What are my stroker options?
For all intents and purposes, we will be considering a 4G64 bottom end a stroker in this tech article. You may feel free to disagree, but the science is the same, so in the interest of moving on, leave it be.
The 2.1 Stroker:
This build utilizes the 4G64 block combined with the 4G63 crankshaft and head. The head is not relevant in this particular article.
In order to complete this build you will need to seek out longer rods to make up for the extra 6 millimeters of block height. You will also need to plug several oil drains with freeze plugs before mating the 4G63 head to the 4G64 block.
The 2.3 Stroker:
This build utilizes the 4G63 block and head combined with the 4G64 crankshaft.
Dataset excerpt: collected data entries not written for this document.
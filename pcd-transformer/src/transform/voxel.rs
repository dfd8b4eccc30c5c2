use pcd_core::pointcloud::{
    decimation::decimator::{PointCloudDecimator, VoxelDecimator},
    point::PointCloud,
};

/// Voxel downsampling, applied only to clouds larger than `max_points`.
pub struct VoxelDownsampleTransform {
    max_points: usize,
    decimator: VoxelDecimator,
}

impl VoxelDownsampleTransform {
    pub fn new(max_points: usize, voxel_size: f64) -> Self {
        Self {
            max_points,
            decimator: VoxelDecimator { voxel_size },
        }
    }
}

impl super::Transform for VoxelDownsampleTransform {
    fn name(&self) -> &'static str {
        "voxel_downsample"
    }

    fn transform(&self, point_cloud: PointCloud) -> Vec<PointCloud> {
        if point_cloud.len() <= self.max_points {
            return vec![point_cloud];
        }

        let decimated = self.decimator.decimate(&point_cloud.points);
        log::info!(
            "downsampled {} points to {} (voxel size {})",
            point_cloud.len(),
            decimated.len(),
            self.decimator.voxel_size
        );
        vec![PointCloud::new(decimated)]
    }
}

#[cfg(test)]
mod tests {
    use super::*;
    use crate::transform::Transform;
    use pcd_core::pointcloud::point::Point;

    fn dense_patch() -> Vec<Point> {
        (0..20)
            .flat_map(|i| (0..20).map(move |j| Point::new(i as f64 * 0.01, j as f64 * 0.01, 0.0)))
            .collect()
    }

    #[test]
    fn test_below_cap_is_untouched() {
        let points = dense_patch();
        let result = VoxelDownsampleTransform::new(400, 0.05).transform(PointCloud::new(points.clone()));
        assert_eq!(result[0].points, points);
    }

    #[test]
    fn test_above_cap_is_decimated() {
        let result = VoxelDownsampleTransform::new(399, 0.05).transform(PointCloud::new(dense_patch()));
        assert_eq!(result.len(), 1);
        assert_eq!(result[0].len(), 16);
        assert_eq!(result[0].points[0], Point::new(0.0, 0.0, 0.0));
    }
}
//! Horizontal banding of a point set into floors.

use pcd_core::pointcloud::{bounds::BoundingBox, point::Point};

use crate::types::{FloorPattern, FloorPatternKind};

#[derive(Debug, Clone, PartialEq)]
pub struct FloorLayer {
    pub points: Vec<Point>,
    pub average_height: f64,
    /// Points per unit of footprint area.
    pub density: f64,
}

impl FloorLayer {
    pub fn pattern(&self) -> FloorPatternKind {
        FloorPatternKind::from_density(self.density)
    }
}

/// Splits `points` into bands `[min.z + i*h, min.z + (i+1)*h)` for
/// `i < ceil(height / h)` and returns the non-empty ones, lowest first.
pub fn stratify_by_height(points: &[Point], layer_height: f64) -> Vec<FloorLayer> {
    if points.is_empty() || !(layer_height > 0.0) {
        return Vec::new();
    }

    let bbox = BoundingBox::from_points(points);
    let footprint = bbox.guarded_footprint();
    let layer_count = (bbox.height / layer_height).ceil() as usize;

    (0..layer_count)
        .filter_map(|i| {
            let min_z = bbox.min.z + i as f64 * layer_height;
            let max_z = min_z + layer_height;
            let layer_points: Vec<Point> = points
                .iter()
                .filter(|p| p.z >= min_z && p.z < max_z)
                .copied()
                .collect();

            (!layer_points.is_empty()).then(|| FloorLayer {
                density: layer_points.len() as f64 / footprint,
                average_height: (min_z + max_z) / 2.0,
                points: layer_points,
            })
        })
        .collect()
}

pub fn extract_floor_patterns(points: &[Point], layer_height: f64) -> Vec<FloorPattern> {
    stratify_by_height(points, layer_height)
        .iter()
        .enumerate()
        .map(|(level, layer)| FloorPattern {
            level,
            height: layer.average_height,
            point_count: layer.points.len(),
            density: layer.density,
            pattern: layer.pattern(),
        })
        .collect()
}

#[cfg(test)]
mod tests {
    use super::*;
    use approx::assert_relative_eq;

    fn column(zs: &[f64]) -> Vec<Point> {
        zs.iter().map(|&z| Point::new(0.0, 0.0, z)).collect()
    }

    #[test]
    fn test_bands_are_half_open() {
        // Height 6.6 gives two bands; the top point sits on the upper bound
        // of the second band and is left out.
        let layers = stratify_by_height(&column(&[0.0, 1.0, 3.3, 6.6]), 3.3);

        assert_eq!(layers.len(), 2);
        assert_eq!(layers[0].points.len(), 2);
        assert_eq!(layers[1].points.len(), 1);
        assert_relative_eq!(layers[0].average_height, 1.65);
    }

    #[test]
    fn test_empty_bands_are_skipped() {
        let patterns = extract_floor_patterns(&column(&[0.0, 0.5, 10.0]), 3.3);

        // Bands 0..=3 exist; only the first and last hold points.
        assert_eq!(patterns.len(), 2);
        assert_eq!(patterns[0].level, 0);
        assert_eq!(patterns[1].level, 1);
        assert_eq!(patterns[1].point_count, 1);
    }

    #[test]
    fn test_density_uses_guarded_footprint() {
        let points = vec![
            Point::new(0.0, 0.0, 0.0),
            Point::new(2.0, 0.0, 0.5),
            Point::new(1.0, 0.0, 1.0),
        ];
        let patterns = extract_floor_patterns(&points, 3.3);

        assert_eq!(patterns.len(), 1);
        // Depth is zero, so the footprint is 2 x 1.
        assert_relative_eq!(patterns[0].density, 1.5);
        assert_eq!(patterns[0].pattern, FloorPatternKind::Solid);
    }

    #[test]
    fn test_flat_cloud_has_no_layers() {
        assert!(stratify_by_height(&column(&[1.0, 1.0]), 3.3).is_empty());
        assert!(stratify_by_height(&[], 3.3).is_empty());
    }
}
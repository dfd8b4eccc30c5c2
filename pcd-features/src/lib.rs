//! Structural features of buildings from point clouds, depth maps or
//! reported building volumes.

pub mod contour;
pub mod encoding;
pub mod extractor;
pub mod facade;
pub mod fallback;
pub mod floors;
pub mod fusion;
pub mod pipeline;
pub mod refine;
pub mod source;
pub mod stats;
pub mod types;

pub use extractor::FeatureExtractor;
pub use pipeline::{run_pipeline, PipelineResult};
pub use types::PointCloudFeatures;

use pcd_core::{config::Config, error::CoreError, scene::SceneInput};
use rand::RngCore;

/// Extracts features from one scene with a fresh extractor for `config`.
pub fn segment_and_extract(
    input: &SceneInput,
    config: &Config,
) -> Result<PointCloudFeatures, CoreError> {
    Ok(FeatureExtractor::new(config.clone())?.extract(input))
}

pub fn segment_and_extract_with_rng<R: RngCore>(
    input: &SceneInput,
    config: &Config,
    rng: &mut R,
) -> Result<PointCloudFeatures, CoreError> {
    Ok(FeatureExtractor::new(config.clone())?.extract_with_rng(input, rng))
}
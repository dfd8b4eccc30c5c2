use pcd_core::pointcloud::{
    bounds::extent_or_one,
    point::{Point, PointCloud},
};

/// Maps every axis linearly onto `[0, 1]`. A zero extent is treated as 1,
/// which leaves that axis at 0 instead of dividing by zero.
pub struct NormalizeTransform;

impl NormalizeTransform {
    pub fn new() -> Self {
        Self
    }
}

impl Default for NormalizeTransform {
    fn default() -> Self {
        Self
    }
}

impl super::Transform for NormalizeTransform {
    fn name(&self) -> &'static str {
        "normalize"
    }

    fn transform(&self, point_cloud: PointCloud) -> Vec<PointCloud> {
        if point_cloud.is_empty() {
            return vec![point_cloud];
        }

        let bbox = *point_cloud.bounding_box();
        let width = extent_or_one(bbox.width);
        let depth = extent_or_one(bbox.depth);
        let height = extent_or_one(bbox.height);

        let normalized = point_cloud
            .points
            .iter()
            .map(|p| Point {
                x: (p.x - bbox.min.x) / width,
                y: (p.y - bbox.min.y) / depth,
                z: (p.z - bbox.min.z) / height,
                ..*p
            })
            .collect();

        vec![PointCloud::new(normalized)]
    }
}

#[cfg(test)]
mod tests {
    use super::*;
    use crate::transform::Transform;
    use approx::assert_abs_diff_eq;
    use pcd_core::pointcloud::point::Normal;

    fn normalize(points: Vec<Point>) -> Vec<Point> {
        NormalizeTransform::new()
            .transform(PointCloud::new(points))
            .remove(0)
            .into_points()
    }

    #[test]
    fn test_maps_into_unit_cube() {
        let points = normalize(vec![
            Point::new(10.0, -5.0, 100.0),
            Point::new(20.0, 5.0, 300.0),
            Point::new(15.0, 0.0, 200.0),
        ]);

        assert_eq!(points[0], Point::new(0.0, 0.0, 0.0));
        assert_eq!(points[1], Point::new(1.0, 1.0, 1.0));
        assert_abs_diff_eq!(points[2].x, 0.5);
        assert_abs_diff_eq!(points[2].y, 0.5);
        assert_abs_diff_eq!(points[2].z, 0.5);
    }

    #[test]
    fn test_is_idempotent() {
        let once = normalize(vec![
            Point::new(0.3, 7.0, -1.0),
            Point::new(2.9, 1.5, 4.0),
            Point::new(1.1, 3.3, 0.0),
            Point::new(0.0, 0.0, 2.5),
        ]);
        let twice = normalize(once.clone());

        for (a, b) in once.iter().zip(&twice) {
            assert_abs_diff_eq!(a.x, b.x, epsilon = 1e-12);
            assert_abs_diff_eq!(a.y, b.y, epsilon = 1e-12);
            assert_abs_diff_eq!(a.z, b.z, epsilon = 1e-12);
        }
    }

    #[test]
    fn test_zero_extent_is_guarded() {
        let points = normalize(vec![Point::new(5.0, 5.0, 5.0), Point::new(5.0, 6.0, 5.0)]);
        assert!(points.iter().all(|p| p.x == 0.0 && p.z == 0.0));
        assert_eq!(points[1].y, 1.0);
    }

    #[test]
    fn test_passes_other_fields_through() {
        let point = Point::new(1.0, 2.0, 3.0)
            .with_intensity(0.4)
            .with_normal(Normal::new(1.0, 0.0, 0.0));
        let points = normalize(vec![point, Point::new(2.0, 3.0, 4.0)]);
        assert_eq!(points[0].intensity, Some(0.4));
        assert_eq!(points[0].normal, Some(Normal::new(1.0, 0.0, 0.0)));
    }
}
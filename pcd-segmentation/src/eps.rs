//! Neighborhood radius estimation from the k-distance curve.

use itertools::Itertools;
use pcd_core::{config::SegmentationTuning, pointcloud::point::Point};
use rand::{seq::index, Rng};

/// Estimates a DBSCAN radius for `points` in normalized space.
///
/// Up to `eps_sample_size` distinct points are drawn from `rng`. For each one
/// the distance to its k-th nearest sampled neighbor is taken, the distances
/// are sorted, and the largest jump inside `elbow_window` of that curve marks
/// the elbow. The distance at the elbow, clamped to `[eps_min, eps_max]`, is
/// the estimate.
pub fn estimate_epsilon<R: Rng + ?Sized>(
    points: &[Point],
    tuning: &SegmentationTuning,
    rng: &mut R,
) -> f64 {
    let sample_size = tuning.eps_sample_size.min(points.len());
    let sampled: Vec<&Point> = if sample_size == 0 {
        Vec::new()
    } else {
        index::sample(rng, points.len(), sample_size)
            .into_iter()
            .map(|i| &points[i])
            .collect()
    };

    let curve = k_distance_curve(&sampled, tuning.eps_k);
    let differences = first_differences(&curve);
    let elbow = elbow_index(&differences, tuning.elbow_window);

    // A missing or zero distance at the elbow means the sample said nothing
    // useful about density.
    let candidate = curve
        .get(elbow)
        .copied()
        .filter(|d| *d > 0.0)
        .unwrap_or(tuning.eps_default);

    let eps = candidate.clamp(tuning.eps_min, tuning.eps_max);
    log::debug!(
        "eps estimation: {} samples, elbow at {}, candidate {:.4}, eps {:.4}",
        sampled.len(),
        elbow,
        candidate,
        eps
    );
    eps
}

/// Sorted distances from each point to its k-th nearest other point. Points
/// with fewer than k others contribute nothing.
pub fn k_distance_curve(points: &[&Point], k: usize) -> Vec<f64> {
    if k == 0 {
        return Vec::new();
    }

    points
        .iter()
        .enumerate()
        .filter_map(|(i, p)| {
            let distances: Vec<f64> = points
                .iter()
                .enumerate()
                .filter(|(j, _)| *j != i)
                .map(|(_, q)| p.distance(q))
                .sorted_by(f64::total_cmp)
                .collect();
            distances.get(k - 1).copied()
        })
        .sorted_by(f64::total_cmp)
        .collect()
}

pub fn first_differences(curve: &[f64]) -> Vec<f64> {
    curve.iter().tuple_windows().map(|(a, b)| b - a).collect()
}

/// Index of the strictly largest positive difference whose position lies in
/// `[floor(start * m), end * m)`, or 0 when there is none.
pub fn elbow_index(differences: &[f64], window: (f64, f64)) -> usize {
    let m = differences.len() as f64;
    let start = (m * window.0).floor() as usize;

    let mut best_idx = 0;
    let mut best = 0.0;
    let mut i = start;
    while i < differences.len() && (i as f64) < m * window.1 {
        if differences[i] > best {
            best = differences[i];
            best_idx = i;
        }
        i += 1;
    }
    best_idx
}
In order to complete this build you will need to seek out "stroker" pistons to account for the loss of 6 millimeters of block height.
The 2.4 Stroker:
This build utilizes the 4G64 block and crank combined with the 4G63 head.
You will need to plug several oil drains with freeze plugs before mating the 4G63 head to the 4G64 block.
The 2.1L and 2.4L build will require some fabrication to make the timing belt work. The information on methods to do this can be found on this site. I offer no preference.
Some other things to remember when planning your build. The 4G63 and 4G64 blocks use the exact same rods from factory, same length and forging process. The cranks are different, the 4G63 has an 88 millimeter stroke and the 4G64 has a 100 millimeter stroke, the pistons are also different, the 4G64 uses a wider bore piston, because the block is a wider bore.
Why would I want to build a stroker?
A stroker engine increases the displacement of your motor, and the more displacement the more leverage which equates to more torque.
Displacement:
Is measured in cubic inches. The formula to derive this is simple and listed below:
Cubic Inches = Bore² x Stroke x .7854 x # of Cylinders
I have been kind enough to do the math for you for the above listed builds as well as strock figures. In this instance, the # of cylinders on each motor is 4, but of course you knew that.
This math obviously cannot be done by inputting the metric numbers, since cubic inches is an imperial number.
So...
1 inch = 25.4 millimeters
Dividing the metic measurements of our stroke and bore by 25.4 will yield you the inches value.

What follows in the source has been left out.